Three weeks had become one night. I would leave for London tomorrow morning. It would be strange. Bradford life had become quite normal to me. I had stopped gawking at the countless prostitutes that waved to me on my walk homes. I had stopped sweating at the first sight of spicy curry. I had stopped shivering on those cold Bradford mornings (but that’s because I had started to wear a coat). In three weeks, I had pulled one muscle, broke out into one allergic reaction, ate twenty-five chicken breasts (I like chicken), and boxed for more than one hundred rounds. Needless to say, I got pretty damn good at eating chicken.
I also made a lot of friends. Nigel, Karl, Sully, Mahfouz, Pete, Mark squared, and many more. That was the easy part. There is something magical about sports. Thai-boxing is no exception. All of them, including myself, experienced hardship, pain, and triumph side by side. Whether we laughed together, skipped rope together, or sparred together, we did it together. These are bonds that a forged in fire (and sweat).

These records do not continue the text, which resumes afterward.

//! Exact in-memory vector index for one document.
//!
//! [`VectorIndex`] stores unit-length chunk embeddings and scores queries by
//! inner product, which equals cosine similarity for unit vectors. The index
//! is built once per document and never updated incrementally.

use std::cmp::Ordering;

use crate::document::{Chunk, SearchResult};
use crate::embedding::{is_unit, l2_norm};
use crate::error::{RagError, Result};

/// Inner product of two equal-length vectors.
///
/// For unit vectors this is their cosine similarity.
pub fn dot(a: &[f32], b: &[f32]) -> f32 {
    a.iter().zip(b.iter()).map(|(x, y)| x * y).sum()
}

#[derive(Debug, Clone)]
struct Entries {
    dimensions: usize,
    vectors: Vec<Vec<f32>>,
    chunks: Vec<Chunk>,
}

/// Embeddings for one document's chunks plus the chunks themselves.
///
/// Created empty, populated once with [`build`](VectorIndex::build), then
/// queried with [`search`](VectorIndex::search).
///
/// # Example
///
/// ```rust
/// use cyber_rag::{Chunk, VectorIndex};
///
/// let mut index = VectorIndex::new();
/// index.build(vec![vec![1.0, 0.0], vec![0.0, 1.0]], vec![Chunk::new(0, "a"), Chunk::new(1, "b")])?;
/// let hits = index.search(&[1.0, 0.0], 1)?;
/// assert_eq!(hits[0].chunk.text, "a");
/// # Ok::<(), cyber_rag::RagError>(())
/// ```
#[derive(Debug, Clone, Default)]
pub struct VectorIndex {
    entries: Option<Entries>,
}

impl VectorIndex {
    /// Create an empty, unbuilt index.
    pub fn new() -> Self {
        Self::default()
    }

    /// Replace the index contents with `vectors` and their parallel `chunks`.
    ///
    /// Prior contents are discarded even when the new input is rejected.
    ///
    /// # Errors
    ///
    /// - [`RagError::EmptyIndex`] if `chunks` is empty
    /// - [`RagError::IndexError`] if the lengths differ, the vectors disagree on
    ///   dimensionality, or any vector is not unit length
    pub fn build(&mut self, vectors: Vec<Vec<f32>>, chunks: Vec<Chunk>) -> Result<()> {
        self.entries = None;
        if chunks.is_empty() {
            return Err(RagError::EmptyIndex);
        }
        if vectors.len() != chunks.len() {
            return Err(RagError::IndexError(format!(
                "{} vectors for {} chunks",
                vectors.len(),
                chunks.len()
            )));
        }

        let dimensions = vectors[0].len();
        if dimensions == 0 {
            return Err(RagError::IndexError("vectors must not be empty".to_string()));
        }
        for (i, vector) in vectors.iter().enumerate() {
            if vector.len() != dimensions {
                return Err(RagError::IndexError(format!(
                    "vector {i} has {} dimensions, expected {dimensions}",
                    vector.len()
                )));
            }
            if !is_unit(vector) {
                return Err(RagError::IndexError(format!(
                    "vector {i} has norm {}, expected 1",
                    l2_norm(vector)
                )));
            }
        }

        self.entries = Some(Entries { dimensions, vectors, chunks });
        Ok(())
    }

    /// Return up to `k` chunks most similar to `query`, best first.
    ///
    /// Scores are inner products; equal scores are ordered by chunk position.
    ///
    /// # Errors
    ///
    /// - [`RagError::IndexNotBuilt`] if called before [`build`](Self::build)
    /// - [`RagError::IndexError`] if `query` has the wrong dimensionality or is
    ///   not unit length
    pub fn search(&self, query: &[f32], k: usize) -> Result<Vec<SearchResult>> {
        let entries = self.entries.as_ref().ok_or(RagError::IndexNotBuilt)?;

        if query.len() != entries.dimensions {
            return Err(RagError::IndexError(format!(
                "query has {} dimensions, index has {}",
                query.len(),
                entries.dimensions
            )));
        }
        if !is_unit(query) {
            return Err(RagError::IndexError(format!(
                "query has norm {}, expected 1",
                l2_norm(query)
            )));
        }

        let mut scored: Vec<(usize, f32)> =
            entries.vectors.iter().map(|v| dot(v, query)).enumerate().collect();

        scored.sort_by(|a, b| {
            b.1.partial_cmp(&a.1).unwrap_or(Ordering::Equal).then_with(|| a.0.cmp(&b.0))
        });
        scored.truncate(k);

        Ok(scored
            .into_iter()
            .map(|(row, score)| SearchResult { chunk: entries.chunks[row].clone(), score })
            .collect())
    }

    /// Whether [`build`](Self::build) has succeeded.
    pub fn is_built(&self) -> bool {
        self.entries.is_some()
    }

    /// Number of indexed chunks.
    pub fn len(&self) -> usize {
        self.entries.as_ref().map_or(0, |e| e.chunks.len())
    }

    /// Whether the index holds no chunks.
    pub fn is_empty(&self) -> bool {
        self.len() == 0
    }

    /// Dimensionality of the indexed vectors, once built.
    pub fn dimensions(&self) -> Option<usize> {
        self.entries.as_ref().map(|e| e.dimensions)
    }

    /// The indexed chunks in document order.
    pub fn chunks(&self) -> &[Chunk] {
        match &self.entries {
            Some(entries) => &entries.chunks,
            None => &[],
        }
    }
}
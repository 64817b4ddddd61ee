//! Per-document retrieval with a relevance threshold and best-match fallback.

use std::sync::Arc;

use tracing::{debug, info, warn};

use crate::chunking::Chunker;
use crate::document::{Chunk, SearchResult};
use crate::embedding::Embedder;
use crate::error::{RagError, Result};
use crate::index::VectorIndex;

/// The outcome of one retrieval query.
#[derive(Debug, Clone, PartialEq)]
pub enum Retrieval {
    /// No index has been built, so nothing could be searched.
    NoIndex,
    /// Candidates that cleared the relevance threshold, best first.
    Relevant(Vec<SearchResult>),
    /// Nothing cleared the threshold; the single best candidate is used anyway.
    Fallback(SearchResult),
}

impl Retrieval {
    /// The selected results, best first.
    pub fn results(&self) -> &[SearchResult] {
        match self {
            Self::NoIndex => &[],
            Self::Relevant(results) => results,
            Self::Fallback(result) => std::slice::from_ref(result),
        }
    }

    /// The selected chunks, best first.
    pub fn chunks(&self) -> impl Iterator<Item = &Chunk> {
        self.results().iter().map(|r| &r.chunk)
    }

    /// Whether the context comes from the below-threshold fallback.
    pub fn is_degraded(&self) -> bool {
        matches!(self, Self::Fallback(_))
    }

    /// Join the selected chunk texts with `separator`, in retrieved order.
    pub fn context(&self, separator: &str) -> String {
        self.chunks().map(|c| c.text.as_str()).collect::<Vec<_>>().join(separator)
    }
}

/// Keep candidates scoring at least `threshold`; fall back to the best one.
///
/// `candidates` must already be sorted best first.
pub fn select(candidates: Vec<SearchResult>, threshold: f32) -> Retrieval {
    let best = candidates.first().cloned();
    let relevant: Vec<SearchResult> =
        candidates.into_iter().filter(|r| r.score >= threshold).collect();

    match best {
        Some(best) if relevant.is_empty() => Retrieval::Fallback(best),
        _ => Retrieval::Relevant(relevant),
    }
}

/// Chunks, embeds and indexes one document, then answers retrieval queries.
///
/// A retriever belongs to a single document: build a new one for every
/// document instead of re-preparing an existing one.
pub struct Retriever {
    embedder: Embedder,
    chunker: Arc<dyn Chunker>,
    index: VectorIndex,
}

impl Retriever {
    /// Create a retriever with an empty index.
    pub fn new(embedder: Embedder, chunker: Arc<dyn Chunker>) -> Self {
        Self { embedder, chunker, index: VectorIndex::new() }
    }

    /// Chunk `text`, embed every chunk in one pass and build the index.
    ///
    /// Returns the number of indexed chunks.
    ///
    /// # Errors
    ///
    /// Returns [`RagError::EmptyDocument`] if chunking yields nothing (the
    /// embedder is not called), or any embedding or index error.
    pub async fn prepare_index(&mut self, text: &str) -> Result<usize> {
        let chunks = self.chunker.chunk(text);
        if chunks.is_empty() {
            return Err(RagError::EmptyDocument);
        }

        let texts: Vec<&str> = chunks.iter().map(|c| c.text.as_str()).collect();
        let vectors = self.embedder.embed(&texts).await?;

        let chunk_count = chunks.len();
        self.index.build(vectors, chunks)?;
        info!(chunk_count, dimensions = ?self.index.dimensions(), "built document index");

        Ok(chunk_count)
    }

    /// Retrieve context for `question`.
    ///
    /// Searches for `top_k` candidates (at least one) and keeps those scoring
    /// at least `threshold`. When none qualifies, the single best candidate is returned
    /// as [`Retrieval::Fallback`]. Without a built index the result is
    /// [`Retrieval::NoIndex`] and the embedder is not called.
    ///
    /// # Errors
    ///
    /// Returns embedding or index errors.
    pub async fn query(&self, question: &str, top_k: usize, threshold: f32) -> Result<Retrieval> {
        if !self.index.is_built() {
            return Ok(Retrieval::NoIndex);
        }

        let query = self.embedder.embed_one(question).await?;
        let candidates = self.index.search(&query, top_k.max(1))?;
        let best_score = candidates.first().map(|r| r.score);

        let retrieval = select(candidates, threshold);
        match &retrieval {
            Retrieval::Fallback(best) => warn!(
                score = best.score,
                threshold,
                chunk = best.chunk.index,
                "no chunk cleared the relevance threshold, using best match"
            ),
            Retrieval::Relevant(results) => {
                debug!(selected = results.len(), ?best_score, "retrieved context")
            }
            Retrieval::NoIndex => {}
        }

        Ok(retrieval)
    }

    /// The index built for this retriever's document.
    pub fn index(&self) -> &VectorIndex {
        &self.index
    }
}

#[cfg(test)]
mod tests {
    use super::*;

    fn hit(index: usize, score: f32) -> SearchResult {
        SearchResult { chunk: Chunk::new(index, format!("chunk {index}")), score }
    }

    #[test]
    fn select_keeps_results_above_threshold_in_order() {
        let retrieval = select(vec![hit(2, 0.9), hit(0, 0.5), hit(1, 0.1)], 0.2);
        let order: Vec<usize> = retrieval.chunks().map(|c| c.index).collect();
        assert_eq!(order, vec![2, 0]);
        assert!(!retrieval.is_degraded());
    }

    #[test]
    fn select_falls_back_to_best_candidate() {
        let retrieval = select(vec![hit(3, 0.15), hit(1, 0.05)], 0.2);
        assert_eq!(retrieval, Retrieval::Fallback(hit(3, 0.15)));
        assert!(retrieval.is_degraded());
        assert_eq!(retrieval.results().len(), 1);
    }

    #[test]
    fn threshold_is_inclusive() {
        let retrieval = select(vec![hit(0, 0.2)], 0.2);
        assert!(matches!(retrieval, Retrieval::Relevant(ref r) if r.len() == 1));
    }

    #[test]
    fn context_joins_in_retrieved_order() {
        let retrieval = select(vec![hit(5, 0.8), hit(1, 0.7)], 0.0);
        assert_eq!(retrieval.context("\n"), "chunk 5\nchunk 1");
        assert_eq!(Retrieval::NoIndex.context("\n"), "");
    }
}
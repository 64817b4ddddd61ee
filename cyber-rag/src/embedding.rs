//! Embedding provider trait and the normalizing [`Embedder`] wrapper.

use std::sync::Arc;

use async_trait::async_trait;
use tracing::debug;

use crate::config::EmbedderConfig;
use crate::error::{RagError, Result};

/// Vectors whose norm is within this distance of 1.0 count as unit length.
pub const NORM_TOLERANCE: f32 = 1e-4;

/// A provider that generates vector embeddings from text input.
///
/// Implementations wrap specific embedding backends (Ollama, OpenAI, etc.)
/// behind a unified async interface. The default [`embed_batch`](EmbeddingProvider::embed_batch)
/// implementation calls [`embed`](EmbeddingProvider::embed) sequentially;
/// backends that support native batching should override it.
///
/// Providers may return vectors of any magnitude; [`Embedder`] normalizes them.
#[async_trait]
pub trait EmbeddingProvider: Send + Sync {
    /// Generate an embedding vector for a single text input.
    async fn embed(&self, text: &str) -> Result<Vec<f32>>;

    /// Generate embedding vectors for a batch of text inputs, in input order.
    async fn embed_batch(&self, texts: &[&str]) -> Result<Vec<Vec<f32>>> {
        let mut results = Vec::with_capacity(texts.len());
        for text in texts {
            results.push(self.embed(text).await?);
        }
        Ok(results)
    }

    /// Return the dimensionality of embeddings produced by this provider.
    fn dimensions(&self) -> usize;

    /// Short provider name used in logs and errors.
    fn name(&self) -> &str {
        "custom"
    }
}

/// Scale a vector to unit L2 norm in place.
///
/// Normalizing an already-unit vector leaves it unchanged (up to rounding).
///
/// # Errors
///
/// Returns [`RagError::EmbeddingError`] for a zero or non-finite vector.
pub fn normalize(vector: &mut [f32]) -> Result<()> {
    let norm = l2_norm(vector);
    if norm == 0.0 || !norm.is_finite() {
        return Err(RagError::EmbeddingError {
            provider: "normalize".to_string(),
            message: format!("cannot normalize vector with norm {norm}"),
        });
    }
    vector.iter_mut().for_each(|x| *x /= norm);
    Ok(())
}

/// Euclidean length of a vector.
pub fn l2_norm(vector: &[f32]) -> f32 {
    vector.iter().map(|x| x * x).sum::<f32>().sqrt()
}

/// Whether a vector has unit length within [`NORM_TOLERANCE`].
pub fn is_unit(vector: &[f32]) -> bool {
    (l2_norm(vector) - 1.0).abs() <= NORM_TOLERANCE
}

/// Maps text to unit-length embedding vectors.
///
/// Wraps an [`EmbeddingProvider`], sends inputs in batches of `batch_size`
/// and normalizes every returned vector. The batch size only affects how many
/// provider calls are made, never the vectors produced.
#[derive(Clone)]
pub struct Embedder {
    provider: Arc<dyn EmbeddingProvider>,
    batch_size: usize,
}

impl Embedder {
    /// Create an embedder over `provider` sending `batch_size` texts per call.
    pub fn new(provider: Arc<dyn EmbeddingProvider>, batch_size: usize) -> Self {
        Self { provider, batch_size: batch_size.max(1) }
    }

    /// The wrapped provider.
    pub fn provider(&self) -> &Arc<dyn EmbeddingProvider> {
        &self.provider
    }

    /// Number of texts per provider call.
    pub fn batch_size(&self) -> usize {
        self.batch_size
    }

    /// Embed `texts`, returning one unit vector per input in the same order.
    ///
    /// # Errors
    ///
    /// Returns [`RagError::EmbeddingError`] if the provider fails, returns the
    /// wrong number of vectors, or returns a vector that cannot be normalized.
    pub async fn embed(&self, texts: &[&str]) -> Result<Vec<Vec<f32>>> {
        let mut vectors = Vec::with_capacity(texts.len());

        for batch in texts.chunks(self.batch_size) {
            debug!(provider = self.provider.name(), batch_size = batch.len(), "embedding batch");
            let embedded = self.provider.embed_batch(batch).await?;
            if embedded.len() != batch.len() {
                return Err(RagError::EmbeddingError {
                    provider: self.provider.name().to_string(),
                    message: format!(
                        "expected {} embeddings, provider returned {}",
                        batch.len(),
                        embedded.len()
                    ),
                });
            }
            for mut vector in embedded {
                normalize(&mut vector)?;
                vectors.push(vector);
            }
        }

        Ok(vectors)
    }

    /// Embed a single query string as a unit vector.
    ///
    /// # Errors
    ///
    /// Same as [`embed`](Self::embed).
    pub async fn embed_one(&self, text: &str) -> Result<Vec<f32>> {
        let mut vector = self.provider.embed(text).await?;
        normalize(&mut vector)?;
        Ok(vector)
    }
}

impl std::fmt::Debug for Embedder {
    fn fmt(&self, f: &mut std::fmt::Formatter<'_>) -> std::fmt::Result {
        f.debug_struct("Embedder")
            .field("provider", &self.provider.name())
            .field("batch_size", &self.batch_size)
            .finish()
    }
}

/// Build the embedding provider described by `config`.
///
/// # Errors
///
/// Returns [`RagError::ConfigError`] if the configuration is invalid or the
/// backend's cargo feature is not enabled.
pub fn provider_from_config(config: &EmbedderConfig) -> Result<Arc<dyn EmbeddingProvider>> {
    #[cfg(any(feature = "ollama", feature = "openai"))]
    {
        Ok(Arc::new(crate::embed_client::EmbeddingClient::new(config)?))
    }
    #[cfg(not(any(feature = "ollama", feature = "openai")))]
    {
        Err(RagError::ConfigError(format!(
            "the {} embedding backend requires the `ollama` or `openai` feature",
            config.backend
        )))
    }
}

#[cfg(test)]
mod tests {
    use super::*;

    #[test]
    fn normalize_produces_unit_vector() {
        let mut v = vec![3.0, 4.0];
        normalize(&mut v).unwrap();
        assert!((v[0] - 0.6).abs() < 1e-6);
        assert!((v[1] - 0.8).abs() < 1e-6);
        assert!(is_unit(&v));
    }

    #[test]
    fn normalize_is_idempotent() {
        let mut v = vec![0.2, -0.5, 0.9, 0.1];
        normalize(&mut v).unwrap();
        let once = v.clone();
        normalize(&mut v).unwrap();
        for (a, b) in once.iter().zip(&v) {
            assert!((a - b).abs() < 1e-6);
        }
    }

    #[test]
    fn zero_vector_cannot_be_normalized() {
        let mut v = vec![0.0; 8];
        assert!(matches!(normalize(&mut v), Err(RagError::EmbeddingError { .. })));
    }
}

It’s a fascinating process. Each of us were utterly different. Some were small, some were medium, and some were big. We varied in age by as much as twenty-four years. We were of different races, religions, and realities. We might not have been the kind of people who would naturally come together in friendship.
But, we did. At six or eight at night, from work, from school, or from the army, dropped off by girlfriends, buses, or bikes, coming from the poorest parts of town or coming in the finest suits, we all came to Mungsarin Gym. For two hours a night, we were all thai-boxers. Nothing less and nothing more. It was wonderfully simple. Punch, kick, kick, punch. It was an escape from the civilized modern world we had created. It was a return to instinct.
The images of Bradford’s empty buildings, dark skies, and blackened bricks will stay with me. But, it is the people with which I exchanged blows that I will alway s remember. "I told you!" Nigel liked to say, "Thai-boxers are nice people."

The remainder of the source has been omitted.